In lieu of gathering in person, Argrett asks him: “What would you like to pass on to me?” His reply: “That you are the keeper of the stories.”
Argrett appreciates his call to take this responsibility seriously. “As we’ve seen this year, you never know when your last [family reunion] could be,” she says. “I think it’s important to capture those opportunities while you still have them in your grasp. And I’m going to do what I can on my end to keep the spirit of the family alive.”
Lesson #3: Small gestures have a huge impact on our well-being
This pandemic led to the best date of her life — a staircase apart
As the director of microbiology at a hospital in Rochester, New York, Roberto Vargas’s job is to diagnose infectious disease. With his lab running constant COVID-19 tests, he needed to isolate himself from his wife, Susan Vargas, and their four children.
Initially, he stayed in a hotel but found it too lonely. So he moved into the family’s basement, stipulating that no one else was to go beyond the top of the stairs. One night, as the Vargases recall in their conversation, a coworker brought them all a home-cooked meal. “You sat at the bottom of the stairs in a rocking chair, and I was at the top. It was the first time we had been able to connect in so long,” says Susan.
This simple moment, she says, helped get her through the months of the pandemic, and it will forever be what she remembers most from this time: “As crazy as it sounds, it’s the best date I’ve ever had with you in my life.”
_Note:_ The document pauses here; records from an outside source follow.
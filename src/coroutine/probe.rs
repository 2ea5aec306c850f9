//! Machine facts discovered at runtime: stack direction and layout of captured [Context].

use std::hint::black_box;
use std::mem;

use tracing::debug;

use super::context::Context;

#[inline(never)]
fn nested_grows_up(outer: *const u8) -> bool {
    let inner = 0u8;
    let inner = black_box(&inner) as *const u8;
    inner > outer
}

/// Tells whether stack grows toward higher address by comparing locals from two nested frames.
#[inline(never)]
pub(crate) fn stack_grows_up() -> bool {
    let outer = 0u8;
    nested_grows_up(black_box(&outer))
}

/// Word indices of [Context] that must be adjusted when the context or its stack moves.
#[derive(Clone, Debug, Default, PartialEq, Eq)]
pub(crate) struct Layout {
    self_offsets: Vec<usize>,
    stack_offsets: Vec<usize>,
}

struct Probe {
    prior_local: usize,
    probe_local: usize,
    first: bool,
    // Captured by first activation.
    same_pc: Box<Context>,
    // Captured by second activation at the same site as `same_pc`.
    env: Box<Context>,
    // Captured by second activation after `env`.
    same_frame: Box<Context>,
}

#[inline(never)]
fn probe(p: &mut Probe) {
    let local = 0u8;
    p.prior_local = p.probe_local;
    p.probe_local = black_box(&local) as *const u8 as usize;
    let context = if p.first { &mut p.same_pc } else { &mut p.env };
    unsafe { context.capture() };
    p.first = false;
    unsafe { p.same_frame.capture() };
    black_box(&local);
}

#[inline(never)]
fn probe_deeper(p: &mut Probe) {
    let filler = [0usize; 32];
    black_box(&filler);
    probe(p);
    black_box(&filler);
}

fn self_offsets(context: &Context) -> Vec<(usize, usize)> {
    let start = context.address();
    let end = start + mem::size_of::<Context>();
    context
        .words()
        .iter()
        .enumerate()
        .filter(|(_, word)| start <= **word && **word < end)
        .map(|(i, word)| (i, word - start))
        .collect()
}

impl Layout {
    /// Probes current thread for the layout.
    ///
    /// Aborts process on contradictory observations.
    pub fn probe(grows_up: bool) -> Layout {
        let mut a = Context::empty();
        let mut b = Context::empty();
        unsafe {
            a.capture();
            b.capture();
        }
        let b_offsets = self_offsets(&b);
        let self_offsets: Vec<usize> =
            self_offsets(&a).into_iter().filter(|entry| b_offsets.contains(entry)).map(|(i, _)| i).collect();

        let mut p = Probe {
            prior_local: 0,
            probe_local: 0,
            first: true,
            same_pc: Context::empty(),
            env: Context::empty(),
            same_frame: Context::empty(),
        };
        probe_deeper(&mut p);
        probe(&mut p);

        let frame_delta = p.probe_local.wrapping_sub(p.prior_local) as isize;
        if frame_delta == 0 {
            crate::fatal!("stack probe: two activations at different depths share the same frame");
        }
        // Second activation is shallower than first one.
        if (frame_delta < 0) != grows_up {
            crate::fatal!("stack probe: frame delta {} contradicts stack growing up({})", frame_delta, grows_up);
        }

        let env = p.env.words();
        let same_pc = p.same_pc.words();
        let same_frame = p.same_frame.words();
        let stack_offsets: Vec<usize> = (0..env.len())
            .filter(|i| !self_offsets.contains(i))
            .filter(|&i| env[i].wrapping_sub(same_pc[i]) as isize == frame_delta && env[i] == same_frame[i])
            .collect();
        if stack_offsets.is_empty() {
            crate::fatal!("stack probe: no stack pointer found in machine context");
        }

        let layout = Layout { self_offsets, stack_offsets };
        debug!(grows_up, frame_delta, ?layout, "probed machine context layout");
        layout
    }

    pub fn self_offsets(&self) -> &[usize] {
        &self.self_offsets
    }

    #[cfg_attr(not(test), allow(dead_code))]
    pub fn stack_offsets(&self) -> &[usize] {
        &self.stack_offsets
    }
}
Mother and son reflect on a special, shared memory
In 2015, nine-year-old William Chambers went to work with his mother. Not to an office, but to a senior center near Boston, Massachusetts, where Ceceley Chambers works as an interfaith chaplain providing spiritual counsel to those with memory loss. Ceceley knew the seniors would enjoy spending time with a young person.
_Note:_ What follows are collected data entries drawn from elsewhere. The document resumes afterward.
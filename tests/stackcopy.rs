use std::cell::Cell;
use std::hint::black_box;
use std::thread;

use more_asserts::assert_gt;
use pretty_assertions::assert_eq;
use scopeguard::defer;
use stackcopy::runtime::Builder;
use stackcopy::{AllocError, Coroutine, State, Value};
use test_case::test_case;

thread_local! {
    static PEER: Cell<Option<Coroutine>> = const { Cell::new(None) };
}

fn peer() -> Coroutine {
    PEER.with(|peer| peer.get()).unwrap()
}

fn double(value: Value) -> Value {
    Value::from_int(value.as_int() * 2)
}

fn triple(value: Value) -> Value {
    Value::from_int(value.as_int() * 3)
}

fn echo(value: Value) -> Value {
    let mut value = value;
    loop {
        value = stackcopy::call(stackcopy::root(), value).unwrap();
    }
}

fn counter(value: Value) -> Value {
    let mut count = value.as_usize();
    loop {
        let delta = stackcopy::call(stackcopy::root(), Value::from_usize(count)).unwrap().as_usize();
        count += delta;
    }
}

#[stackcopy::test]
fn test_doubled_at_root() {
    let co = stackcopy::create(double).unwrap();
    let value = stackcopy::call(co, Value::from_int(21)).unwrap();
    assert_eq!(value.as_int(), 42);
    assert_eq!(co.state(), State::Finished);
    stackcopy::free(co);
    assert_eq!(stackcopy::stats().live, 1);
}

#[test]
fn test_init() {
    let root = stackcopy::init();
    assert_eq!(stackcopy::current(), root);
    let co = stackcopy::create(triple).unwrap();
    assert_eq!(stackcopy::call(co, Value::from_int(-3)).unwrap().as_int(), -9);
    stackcopy::free(co);
}

#[stackcopy::test]
fn test_round_trip_value() {
    let co = stackcopy::create(echo).unwrap();
    defer! {
        stackcopy::free(co);
    }
    let values = [Value::NONE, Value::from_char('λ'), Value::from_int(-1), Value::from_usize(usize::MAX)];
    for value in values {
        assert_eq!(stackcopy::call(co, value).unwrap(), value);
    }
    let boxed = Box::new(17u32);
    let value = stackcopy::call(co, Value::from_ptr(&*boxed as *const u32)).unwrap();
    assert_eq!(unsafe { *value.as_ptr::<u32>() }, 17);
}

thread_local! {
    static CALLER: Cell<Option<Coroutine>> = const { Cell::new(None) };
}

fn ping(value: Value) -> Value {
    let got = stackcopy::call(peer(), Value::from_usize(value.as_usize() + 1)).unwrap();
    Value::from_usize(got.as_usize() * 10)
}

fn pong(value: Value) -> Value {
    let caller = CALLER.with(|caller| caller.get()).unwrap();
    stackcopy::call(caller, Value::from_usize(value.as_usize() + 1)).unwrap();
    unreachable!("pong is resumed")
}

#[stackcopy::test]
fn test_symmetric_return() {
    let a = stackcopy::create(ping).unwrap();
    let b = stackcopy::create(pong).unwrap();
    PEER.with(|peer| peer.set(Some(b)));
    CALLER.with(|caller| caller.set(Some(a)));
    // a calls b with 2, b calls back a with 3, a returns 30 to root.
    let value = stackcopy::call(a, Value::from_usize(1)).unwrap();
    assert_eq!(value.as_usize(), 30);
    assert_eq!(a.state(), State::Finished);
    assert_eq!(b.state(), State::Suspended);
    stackcopy::free(a);
    stackcopy::free(b);
}

#[inline(never)]
fn scribble(depth: usize, seed: usize) -> bool {
    let expected = |i: usize| seed.wrapping_mul(0x9e37_79b9).wrapping_add(depth * 16 + i);
    let mut locals = [0usize; 16];
    for (i, slot) in locals.iter_mut().enumerate() {
        *slot = expected(i);
    }
    black_box(&mut locals);
    let intact = if depth == 0 {
        stackcopy::call(stackcopy::root(), Value::from_usize(seed)).unwrap();
        true
    } else {
        scribble(depth - 1, seed)
    };
    black_box(&mut locals);
    intact && locals.iter().enumerate().all(|(i, slot)| *slot == expected(i))
}

fn isolated(value: Value) -> Value {
    let seed = value.as_usize();
    Value::from_usize(scribble(10 + seed % 7 * 5, seed) as usize)
}

#[stackcopy::test]
fn test_stack_isolation() {
    let a = stackcopy::create(isolated).unwrap();
    let b = stackcopy::create(isolated).unwrap();
    let mut locals = [0xdeadbeefusize; 32];
    black_box(&mut locals);
    assert_eq!(stackcopy::call(a, Value::from_usize(1)).unwrap().as_usize(), 1);
    assert_eq!(stackcopy::call(b, Value::from_usize(4)).unwrap().as_usize(), 4);
    assert_ne!(a.saved_size(), b.saved_size());
    assert_eq!(stackcopy::call(a, Value::NONE).unwrap().as_usize(), 1);
    assert_eq!(stackcopy::call(b, Value::NONE).unwrap().as_usize(), 1);
    black_box(&mut locals);
    assert!(locals.iter().all(|local| *local == 0xdeadbeef));
    stackcopy::free(a);
    stackcopy::free(b);
}

#[inline(never)]
fn poll_at(depth: usize) -> usize {
    let padding = [0u8; 64];
    black_box(&padding);
    let capacity = if depth == 0 {
        stackcopy::poll().unwrap();
        stackcopy::current().capacity()
    } else {
        poll_at(depth - 1)
    };
    black_box(&padding);
    capacity
}

#[inline(never)]
fn poll_deep(depth: usize) -> usize {
    let padding = [0u8; 1024];
    black_box(&padding);
    let capacity = if depth == 0 { poll_at(0) } else { poll_deep(depth - 1) };
    black_box(&padding);
    capacity
}

fn oscillate(_: Value) -> Value {
    poll_at(4);
    let capacity = stackcopy::current().capacity();
    let reallocations = stackcopy::stats().reallocations;
    // Panics abort inside coroutine, so count violations for root to assert.
    let resized = (0..200).filter(|_| poll_at(fastrand::usize(4..=12)) != capacity).count();
    Value::from_usize(resized + (stackcopy::stats().reallocations - reallocations) as usize)
}

#[test_case(Builder::new() ; "default")]
#[test_case(Builder::new().grow_threshold(512).clone() ; "small grow threshold")]
#[test_case(Builder::new().default_size(16384).clone() ; "large default size")]
fn test_buffer_hysteresis(builder: Builder) {
    builder.run(|| {
        let co = stackcopy::create(oscillate).unwrap();
        assert_eq!(stackcopy::call(co, Value::NONE).unwrap().as_usize(), 0);
        stackcopy::free(co);
    });
}

#[stackcopy::test]
fn test_poll_grows_and_shrinks() {
    let thresholds = stackcopy::Thresholds::default();
    let shallow = poll_at(0);
    let reallocations = stackcopy::stats().reallocations;

    let deep = poll_deep(40);
    assert!(deep >= 40 * 1024 + thresholds.grow());
    assert_eq!(stackcopy::stats().reallocations, reallocations + 1);

    let shrunk = poll_at(0);
    assert!(shrunk < deep);
    assert!(shrunk <= shallow.max(thresholds.default_size() + thresholds.shrink()));
    assert_eq!(stackcopy::stats().reallocations, reallocations + 2);
}

#[inline(never)]
fn suspend_deep(depth: usize) -> usize {
    let padding = [depth; 128];
    black_box(&padding);
    let sum = if depth == 0 {
        stackcopy::call(stackcopy::root(), Value::from_usize(stackcopy::current().capacity())).unwrap().as_usize()
    } else {
        suspend_deep(depth - 1)
    };
    black_box(&padding);
    sum + padding.iter().sum::<usize>()
}

fn deep(value: Value) -> Value {
    Value::from_usize(suspend_deep(value.as_usize()))
}

#[stackcopy::test]
fn test_suspend_deep() {
    let co = stackcopy::create(deep).unwrap();
    stackcopy::call(co, Value::from_usize(100)).unwrap();
    assert!(co.saved_size() >= 100 * 128 * std::mem::size_of::<usize>());
    let sum = stackcopy::call(co, Value::from_usize(7)).unwrap().as_usize();
    assert_eq!(sum, 7 + (0..=100).map(|depth| depth * 128).sum::<usize>());
    stackcopy::free(co);
}

#[stackcopy::test]
fn test_clone_independence() {
    let co = stackcopy::create(counter).unwrap();
    assert_eq!(stackcopy::call(co, Value::from_usize(10)).unwrap().as_usize(), 10);
    let cloned = stackcopy::clone(co).unwrap();
    assert_eq!(cloned.state(), State::Suspended);
    assert_eq!(cloned.saved_size(), co.saved_size());

    assert_eq!(stackcopy::call(co, Value::from_usize(5)).unwrap().as_usize(), 15);
    assert_eq!(stackcopy::call(co, Value::from_usize(5)).unwrap().as_usize(), 20);
    assert_eq!(stackcopy::call(cloned, Value::from_usize(1)).unwrap().as_usize(), 11);
    assert_eq!(stackcopy::call(cloned, Value::from_usize(1)).unwrap().as_usize(), 12);
    assert_eq!(stackcopy::call(co, Value::from_usize(1)).unwrap().as_usize(), 21);

    let again = stackcopy::clone(cloned).unwrap();
    assert_eq!(stackcopy::call(again, Value::from_usize(100)).unwrap().as_usize(), 112);
    assert_eq!(stackcopy::call(cloned, Value::from_usize(0)).unwrap().as_usize(), 12);

    stackcopy::free(co);
    assert_eq!(stackcopy::call(again, Value::from_usize(0)).unwrap().as_usize(), 112);
    stackcopy::free(cloned);
    stackcopy::free(again);
}

fn forward(value: Value) -> Value {
    let got = stackcopy::call(peer(), value).unwrap();
    Value::from_usize(got.as_usize() + 1000)
}

#[stackcopy::test]
fn test_implicit_return_routing() {
    let b = stackcopy::create(triple).unwrap();
    PEER.with(|peer| peer.set(Some(b)));
    let a = stackcopy::create(forward).unwrap();

    // b returns to root, not to a which called it.
    assert_eq!(stackcopy::call(a, Value::from_int(7)).unwrap().as_int(), 21);
    assert_eq!(b.state(), State::Finished);
    assert_eq!(a.state(), State::Suspended);

    assert_eq!(stackcopy::call(a, Value::from_usize(5)).unwrap().as_usize(), 1005);
    assert_eq!(a.state(), State::Finished);
    stackcopy::free(a);
    stackcopy::free(b);
}

fn spawner(value: Value) -> Value {
    let inner = stackcopy::create(double).unwrap();
    let doubled = stackcopy::call(inner, value).unwrap();
    // inner finished and routed to root, which resumes us with its result.
    stackcopy::free(inner);
    Value::from_int(doubled.as_int() + 1)
}

#[stackcopy::test]
fn test_create_inside_coroutine() {
    let co = stackcopy::create(spawner).unwrap();
    let doubled = stackcopy::call(co, Value::from_int(4)).unwrap();
    assert_eq!(doubled.as_int(), 8);
    assert_eq!(stackcopy::call(co, doubled).unwrap().as_int(), 9);
    stackcopy::free(co);
}

const HUGE: usize = 1 << 50;

#[test]
fn test_create_alloc_failure() {
    Builder::new().grow_threshold(HUGE).adjustment(HUGE).shrink_threshold(2 * HUGE).default_size(8192).run(|| {
        let err = stackcopy::create(double).unwrap_err();
        assert_gt!(err.requested(), HUGE);
        assert_eq!(stackcopy::stats().live, 1);
        assert_eq!(stackcopy::current(), stackcopy::root());
    });
}

#[inline(never)]
fn call_deep(depth: usize, target: Coroutine) -> Result<Value, AllocError> {
    let padding = [0u8; 1024];
    black_box(&padding);
    let result = if depth == 0 { stackcopy::call(target, Value::from_int(1)) } else { call_deep(depth - 1, target) };
    black_box(&padding);
    result
}

#[test]
fn test_call_alloc_failure() {
    // Shallow frames fit in default buffers, deep ones need a buffer that could not be allocated.
    Builder::new().adjustment(HUGE).shrink_threshold(2 * HUGE).run(|| {
        let co = stackcopy::create(double).unwrap();
        let saved_size = co.saved_size();
        let root_capacity = stackcopy::root().capacity();

        let err = call_deep(40, co).unwrap_err();
        assert_gt!(err.requested(), HUGE);
        assert_eq!(stackcopy::current(), stackcopy::root());
        assert_eq!(stackcopy::stats().transfers, 0);
        assert_eq!(stackcopy::root().capacity(), root_capacity);
        assert_eq!(co.state(), State::Created);
        assert_eq!(co.saved_size(), saved_size);

        // Engine stays usable once stack is shallow again.
        assert_eq!(stackcopy::call(co, Value::from_int(4)).unwrap().as_int(), 8);
        assert_eq!(stackcopy::stats().transfers, 2);
        stackcopy::free(co);
    });
}

#[test]
fn test_threads() {
    let handles: Vec<_> = (0..4usize)
        .map(|i| {
            thread::spawn(move || {
                Builder::new().run(|| {
                    let co = stackcopy::create(counter).unwrap();
                    let mut last = stackcopy::call(co, Value::from_usize(i)).unwrap().as_usize();
                    for _ in 0..1000 {
                        last = stackcopy::call(co, Value::from_usize(1)).unwrap().as_usize();
                        thread::yield_now();
                    }
                    stackcopy::free(co);
                    last
                })
            })
        })
        .collect();
    let results: Vec<usize> = handles.into_iter().map(|handle| handle.join().unwrap()).collect();
    assert_eq!(results, vec![1000, 1001, 1002, 1003]);
}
What she didn’t expect was for William to sit down at a table with a woman cradling a baby doll she thought was real, and talk to her as easily as if she were his friend. “You just jumped into her world,” she recalls.
As Ceceley continues her work during the pandemic, both she and William have been thinking about that moment a lot. Although the structure of her days hasn’t changed, she’s seeing much more fear in those she’s counseling. William says he has been working hard to cultivate empathy for whatever mood she comes home with. Thinking of that woman with the doll and the other patients helps him.
He adds, “They made me think you should enjoy life as much as you can, ‘cause it doesn’t happen forever.”